WHAT YOU SHOULD DO
Every line below that holds the string "significant" should be copied out.

[Collected data]
━━━━━━━━━━
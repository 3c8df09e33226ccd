//! GifEncoder - Animated GIF encoder session
//!
//! A session writes the container header on `begin`, one delta-encoded frame
//! per `write_frame` call, and the trailer on `end`.

use super::{header, state::EncoderState};
use crate::common::{EncoderOptions, EncoderStats, GifError, Result};
use crate::palette::Palette;
use crate::quantize::{NearestColor, Quantizer};
use std::io::Write;

#[derive(Debug)]
struct Session<W: Write> {
    writer: W,
    state: EncoderState,
}

/// Encoder session writing one animation to a sink
#[derive(Debug)]
pub struct GifEncoder<W: Write> {
    session: Option<Session<W>>,
    stats: EncoderStats,
}

impl<W: Write> GifEncoder<W> {
    /// Open a session and write the container header
    ///
    /// `delay` only decides whether the looping extension is written; each
    /// frame carries its own delay.
    pub fn begin(writer: W, width: u16, height: u16, delay: u16, palette: &Palette) -> Result<Self> {
        Self::begin_with_options(
            writer,
            width,
            height,
            delay,
            palette,
            EncoderOptions::default(),
        )
    }

    /// Open a session with explicit options
    pub fn begin_with_options(
        mut writer: W,
        width: u16,
        height: u16,
        delay: u16,
        palette: &Palette,
        options: EncoderOptions,
    ) -> Result<Self> {
        header::write_screen(&mut writer, width, height, palette)
            .map_err(GifError::SinkUnavailable)?;
        if delay != 0 {
            header::write_loop_extension(&mut writer, options.loop_count)
                .map_err(GifError::SinkUnavailable)?;
        }

        log::debug!(
            "GIF session opened: {}x{}, {}-bit palette, looping: {}",
            width,
            height,
            palette.bit_depth(),
            delay != 0
        );

        Ok(Self {
            session: Some(Session {
                writer,
                state: EncoderState::new(width, height, palette, options),
            }),
            stats: EncoderStats::default(),
        })
    }

    /// Write one frame of palette indices
    ///
    /// Pixels identical on screen to the previous frame are written as
    /// transparent. Nothing is written when validation fails. A sink error
    /// while the frame is being written closes the session without a trailer.
    pub fn write_frame(&mut self, pixels: &[u8], width: u16, height: u16, delay: u16) -> Result<()> {
        let session = self.session.as_mut().ok_or(GifError::SessionNotOpen)?;
        session.state.check_frame(pixels, width, height)?;

        let frame = match session
            .state
            .encode_frame(&mut session.writer, pixels, delay)
        {
            Ok(frame) => frame,
            Err(e) => {
                // The stream is truncated mid-frame, nothing more can follow
                log::debug!("frame write failed, closing session: {}", e);
                self.session = None;
                return Err(e);
            }
        };

        self.stats.frames += 1;
        self.stats.pixels += pixels.len();
        self.stats.transparent_pixels += frame.transparent_pixels;
        self.stats.codes += frame.lzw.codes;
        self.stats.dictionary_resets += frame.lzw.dictionary_resets;
        self.stats.compressed_bytes += frame.compressed_bytes;
        self.stats.blocks += frame.blocks;

        log::debug!(
            "frame {}: {} of {} pixels unchanged, {} bytes in {} blocks",
            self.stats.frames,
            frame.transparent_pixels,
            pixels.len(),
            frame.compressed_bytes,
            frame.blocks
        );

        Ok(())
    }

    /// Write one frame of RGBA pixels, mapped to the palette by nearest color
    pub fn write_frame_rgba(&mut self, rgba: &[u8], width: u16, height: u16, delay: u16) -> Result<()> {
        self.write_frame_rgba_with(&NearestColor, rgba, width, height, delay)
    }

    /// Write one frame of RGBA pixels using a custom quantizer
    pub fn write_frame_rgba_with<Q: Quantizer>(
        &mut self,
        quantizer: &Q,
        rgba: &[u8],
        width: u16,
        height: u16,
        delay: u16,
    ) -> Result<()> {
        let session = self.session.as_ref().ok_or(GifError::SessionNotOpen)?;
        let expected = width as usize * height as usize * 4;
        if rgba.len() != expected {
            return Err(GifError::BufferLength {
                expected,
                actual: rgba.len(),
            });
        }

        let mut indices = Vec::with_capacity(expected / 4);
        quantizer.quantize(rgba, &session.state.palette, &mut indices)?;
        self.write_frame(&indices, width, height, delay)
    }

    /// Write the trailer and close the session, returning the sink
    pub fn end(&mut self) -> Result<W> {
        let mut session = self.session.take().ok_or(GifError::SessionNotOpen)?;
        header::write_trailer(&mut session.writer)?;
        session.writer.flush()?;

        log::debug!(
            "GIF session closed after {} frames, {} compressed bytes",
            self.stats.frames,
            self.stats.compressed_bytes
        );

        Ok(session.writer)
    }

    /// Whether frames can still be written
    pub fn is_open(&self) -> bool {
        self.session.is_some()
    }

    /// Logical screen size of an open session
    pub fn dimensions(&self) -> Option<(u16, u16)> {
        self.session
            .as_ref()
            .map(|session| (session.state.width, session.state.height))
    }

    /// Statistics accumulated so far
    pub fn stats(&self) -> &EncoderStats {
        &self.stats
    }
}

impl<W: Write> Drop for GifEncoder<W> {
    fn drop(&mut self) {
        if let Some(session) = self.session.as_mut() {
            // Try to terminate the file, but ignore errors in drop
            let _ = header::write_trailer(&mut session.writer);
            let _ = session.writer.flush();
        }
    }
}
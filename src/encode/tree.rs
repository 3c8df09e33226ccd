//! LZW dictionary arena
//!
//! The dictionary is a tree keyed by `(code, symbol)`. Each node owns one
//! link per alphabet symbol, stored in a flat arena where the node's code is
//! its index. A link value of 0 means "no child": code 0 is a root symbol
//! and can never be assigned as a child, so it doubles as the empty marker.

use crate::common::MAX_CODE_ENTRIES;

/// Flat-array code tree sized for the full 12-bit code space
#[derive(Debug, Clone)]
pub(crate) struct CodeTree {
    /// Alphabet size (links per node)
    alphabet: usize,
    /// `links[code * alphabet + symbol]` holds the child code
    links: Vec<u16>,
}

impl CodeTree {
    /// Create an empty tree for an alphabet of `alphabet` symbols
    pub(crate) fn new(alphabet: usize) -> Self {
        Self {
            alphabet,
            links: vec![0; alphabet * MAX_CODE_ENTRIES],
        }
    }

    /// Alphabet size this tree was built for
    pub(crate) fn alphabet(&self) -> usize {
        self.alphabet
    }

    /// Look up the code for `code` extended by `symbol`
    #[inline]
    pub(crate) fn child(&self, code: u16, symbol: u8) -> Option<u16> {
        match self.links[code as usize * self.alphabet + symbol as usize] {
            0 => None,
            next => Some(next),
        }
    }

    /// Record that `code` extended by `symbol` is `next`
    #[inline]
    pub(crate) fn insert(&mut self, code: u16, symbol: u8, next: u16) {
        self.links[code as usize * self.alphabet + symbol as usize] = next;
    }

    /// Drop every entry
    pub(crate) fn clear(&mut self) {
        self.links.fill(0);
    }
}

#[cfg(test)]
mod tests {
    use super::*;

    #[test]
    fn test_insert_and_lookup() {
        let mut tree = CodeTree::new(4);
        assert_eq!(tree.child(1, 2), None);

        tree.insert(1, 2, 6);
        tree.insert(6, 3, 7);
        assert_eq!(tree.child(1, 2), Some(6));
        assert_eq!(tree.child(6, 3), Some(7));
        assert_eq!(tree.child(2, 1), None);
    }

    #[test]
    fn test_clear_resets_all_links() {
        let mut tree = CodeTree::new(256);
        tree.insert(4095, 255, 4000);
        tree.insert(0, 0, 258);
        tree.clear();
        assert_eq!(tree.child(4095, 255), None);
        assert_eq!(tree.child(0, 0), None);
        assert_eq!(tree.alphabet(), 256);
    }
}
//! Bit packing and sub-block chunking for LZW image data
//!
//! Codes are packed least-significant bit first into bytes, and bytes are
//! collected into length-prefixed sub-blocks of at most 255 bytes.

use crate::common::MAX_BLOCK_SIZE;
use crate::Result;
use std::io::Write;

/// Destination for variable-width LZW codes
pub trait CodeSink {
    /// Append `code` using its low `width` bits
    fn put_code(&mut self, code: u16, width: u8) -> Result<()>;
}

/// Bit writer that emits GIF data sub-blocks to an underlying writer
#[derive(Debug)]
pub struct BlockWriter<'a, W: Write> {
    writer: &'a mut W,
    /// Number of bits already placed in `byte`
    bit_index: u8,
    /// Current partial byte
    byte: u8,
    /// Completed bytes waiting for a block flush
    chunk: [u8; MAX_BLOCK_SIZE],
    chunk_len: usize,
    /// Data bytes flushed so far
    bytes_written: usize,
    /// Data blocks flushed so far, not counting the terminator
    blocks_written: usize,
}

impl<'a, W: Write> BlockWriter<'a, W> {
    /// Create a new bit writer
    pub fn new(writer: &'a mut W) -> Self {
        Self {
            writer,
            bit_index: 0,
            byte: 0,
            chunk: [0; MAX_BLOCK_SIZE],
            chunk_len: 0,
            bytes_written: 0,
            blocks_written: 0,
        }
    }

    /// Append a single bit to the partial byte
    ///
    /// A block is flushed as soon as it holds 255 completed bytes.
    pub fn write_bit(&mut self, bit: u32) -> Result<()> {
        self.byte |= ((bit & 1) as u8) << self.bit_index;
        self.bit_index += 1;

        if self.bit_index > 7 {
            self.chunk[self.chunk_len] = self.byte;
            self.chunk_len += 1;
            self.bit_index = 0;
            self.byte = 0;

            if self.chunk_len == MAX_BLOCK_SIZE {
                self.flush_chunk()?;
            }
        }
        Ok(())
    }

    /// Append `length` bits of `code`, least significant first
    pub fn write_code(&mut self, mut code: u32, length: u8) -> Result<()> {
        for _ in 0..length {
            self.write_bit(code)?;
            code >>= 1;
        }
        Ok(())
    }

    /// Write the pending bytes as one length-prefixed block
    fn flush_chunk(&mut self) -> Result<()> {
        self.writer.write_all(&[self.chunk_len as u8])?;
        self.writer.write_all(&self.chunk[..self.chunk_len])?;
        self.bytes_written += self.chunk_len;
        self.blocks_written += 1;
        self.chunk_len = 0;
        Ok(())
    }

    /// Pad the last byte, flush the last block and write the block terminator
    ///
    /// Returns `(data bytes, data blocks)` written by this writer.
    pub fn finish(mut self) -> Result<(usize, usize)> {
        while self.bit_index != 0 {
            self.write_bit(0)?;
        }
        if self.chunk_len > 0 {
            self.flush_chunk()?;
        }
        self.writer.write_all(&[0])?;
        Ok((self.bytes_written, self.blocks_written))
    }
}

impl<W: Write> CodeSink for BlockWriter<'_, W> {
    fn put_code(&mut self, code: u16, width: u8) -> Result<()> {
        self.write_code(code as u32, width)
    }
}
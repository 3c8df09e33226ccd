//! LZW compression of palette index streams
//!
//! This module implements the variable-width LZW variant used by GIF image
//! data: a clear code opens every dictionary epoch, code width grows by one
//! bit whenever the last assigned code no longer fits, and the dictionary is
//! cleared once code 4095 has been assigned.

use super::{bits::CodeSink, tree::CodeTree};
use crate::common::{GifError, MAX_CODE, MAX_CODE_SIZE};
use crate::Result;

/// Smallest LZW minimum code size the format allows
pub const MIN_LZW_CODE_SIZE: u8 = 2;

/// Per-frame compression statistics
#[derive(Debug, Default, Clone, Copy, PartialEq, Eq)]
pub struct LzwStats {
    /// Input symbols consumed
    pub symbols: usize,
    /// Codes emitted, including clear and end codes
    pub codes: usize,
    /// Dictionary resets forced by a full code table
    pub dictionary_resets: usize,
}

/// LZW compressor owning a reusable dictionary arena
#[derive(Debug, Clone)]
pub struct LzwCompressor {
    tree: CodeTree,
    min_code_size: u8,
}

impl LzwCompressor {
    /// Create a compressor for indices of a `bit_depth`-bit palette
    pub fn new(bit_depth: u8) -> Self {
        let min_code_size = bit_depth.max(MIN_LZW_CODE_SIZE);
        Self {
            tree: CodeTree::new(1 << min_code_size),
            min_code_size,
        }
    }

    /// Minimum code size byte written before the image data
    pub fn min_code_size(&self) -> u8 {
        self.min_code_size
    }

    /// Code that resets the dictionary
    pub fn clear_code(&self) -> u16 {
        1 << self.min_code_size
    }

    /// Code that terminates the image data
    pub fn end_code(&self) -> u16 {
        self.clear_code() + 1
    }

    /// Compress `symbols` into `sink`
    ///
    /// Every symbol must be below `2^min_code_size`; a larger symbol stops
    /// the stream with `InvalidPixelIndex`.
    pub fn compress<S, I>(&mut self, symbols: I, sink: &mut S) -> Result<LzwStats>
    where
        S: CodeSink,
        I: IntoIterator<Item = u8>,
    {
        let clear_code = self.clear_code();
        let end_code = self.end_code();
        let min_width = self.min_code_size + 1;
        let alphabet = self.tree.alphabet();

        let mut stats = LzwStats::default();
        let mut width = min_width;
        let mut max_code = end_code;
        let mut current: Option<u16> = None;

        self.tree.clear();
        sink.put_code(clear_code, width)?;
        stats.codes += 1;

        for symbol in symbols {
            if symbol as usize >= alphabet {
                return Err(GifError::InvalidPixelIndex {
                    index: symbol,
                    palette_size: alphabet,
                });
            }
            stats.symbols += 1;

            let run = match current {
                None => {
                    current = Some(symbol as u16);
                    continue;
                }
                Some(run) => run,
            };

            if let Some(next) = self.tree.child(run, symbol) {
                current = Some(next);
                continue;
            }

            sink.put_code(run, width)?;
            stats.codes += 1;

            max_code += 1;
            self.tree.insert(run, symbol, max_code);

            if max_code as u32 >= 1u32 << width {
                width += 1;
            }

            if max_code == MAX_CODE {
                sink.put_code(clear_code, width)?;
                stats.codes += 1;
                stats.dictionary_resets += 1;
                log::trace!("LZW dictionary full after {} symbols, reset", stats.symbols);

                self.tree.clear();
                width = min_width;
                max_code = end_code;
            }

            current = Some(symbol as u16);
        }

        if let Some(run) = current {
            sink.put_code(run, width)?;
            stats.codes += 1;

            // Reading the run adds entry `max_code` on the decoder side, which
            // widens its codes before the closing clear when the table fills
            if max_code > end_code
                && max_code as u32 + 1 >= 1u32 << width
                && width < MAX_CODE_SIZE
            {
                width += 1;
            }
        }
        sink.put_code(clear_code, width)?;
        sink.put_code(end_code, min_width)?;
        stats.codes += 2;

        Ok(stats)
    }
}
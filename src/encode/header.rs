//! Fixed-field container blocks
//!
//! Every multi-byte field is a little-endian u16.

use crate::common::{
    APPLICATION_LABEL, EXTENSION_INTRODUCER, GIF_SIGNATURE, GRAPHIC_CONTROL_LABEL,
    IMAGE_SEPARATOR, LOOP_APPLICATION_ID, TRAILER, TRANSPARENT_INDEX,
};
use crate::palette::Palette;
use std::io::{self, Write};

/// Signature, logical screen descriptor and global color table
pub fn write_screen<W: Write>(
    writer: &mut W,
    width: u16,
    height: u16,
    palette: &Palette,
) -> io::Result<()> {
    writer.write_all(GIF_SIGNATURE)?;
    writer.write_all(&width.to_le_bytes())?;
    writer.write_all(&height.to_le_bytes())?;
    // global table present, color resolution 8 bits, table size
    writer.write_all(&[0xF0 | (palette.bit_depth() - 1), 0, 0])?;
    writer.write_all(&palette.table_bytes())
}

/// Looping animation application extension
pub fn write_loop_extension<W: Write>(writer: &mut W, loop_count: u16) -> io::Result<()> {
    writer.write_all(&[EXTENSION_INTRODUCER, APPLICATION_LABEL, 11])?;
    writer.write_all(LOOP_APPLICATION_ID)?;
    writer.write_all(&[3, 1])?;
    writer.write_all(&loop_count.to_le_bytes())?;
    writer.write_all(&[0])
}

/// Graphics control extension: leave frame in place, transparency enabled
pub fn write_graphic_control<W: Write>(writer: &mut W, delay: u16) -> io::Result<()> {
    writer.write_all(&[EXTENSION_INTRODUCER, GRAPHIC_CONTROL_LABEL, 4, 0x05])?;
    writer.write_all(&delay.to_le_bytes())?;
    writer.write_all(&[TRANSPARENT_INDEX, 0])
}

/// Image descriptor without a local color table
pub fn write_image_descriptor<W: Write>(
    writer: &mut W,
    left: u16,
    top: u16,
    width: u16,
    height: u16,
) -> io::Result<()> {
    writer.write_all(&[IMAGE_SEPARATOR])?;
    for field in [left, top, width, height] {
        writer.write_all(&field.to_le_bytes())?;
    }
    writer.write_all(&[0])
}

/// Container trailer
pub fn write_trailer<W: Write>(writer: &mut W) -> io::Result<()> {
    writer.write_all(&[TRAILER])
}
━━━━━━━━━━
FINAL ANSWER
//! Codes are packed least-significant bit first into bytes, and bytes are
    /// Append `length` bits of `code`, least significant first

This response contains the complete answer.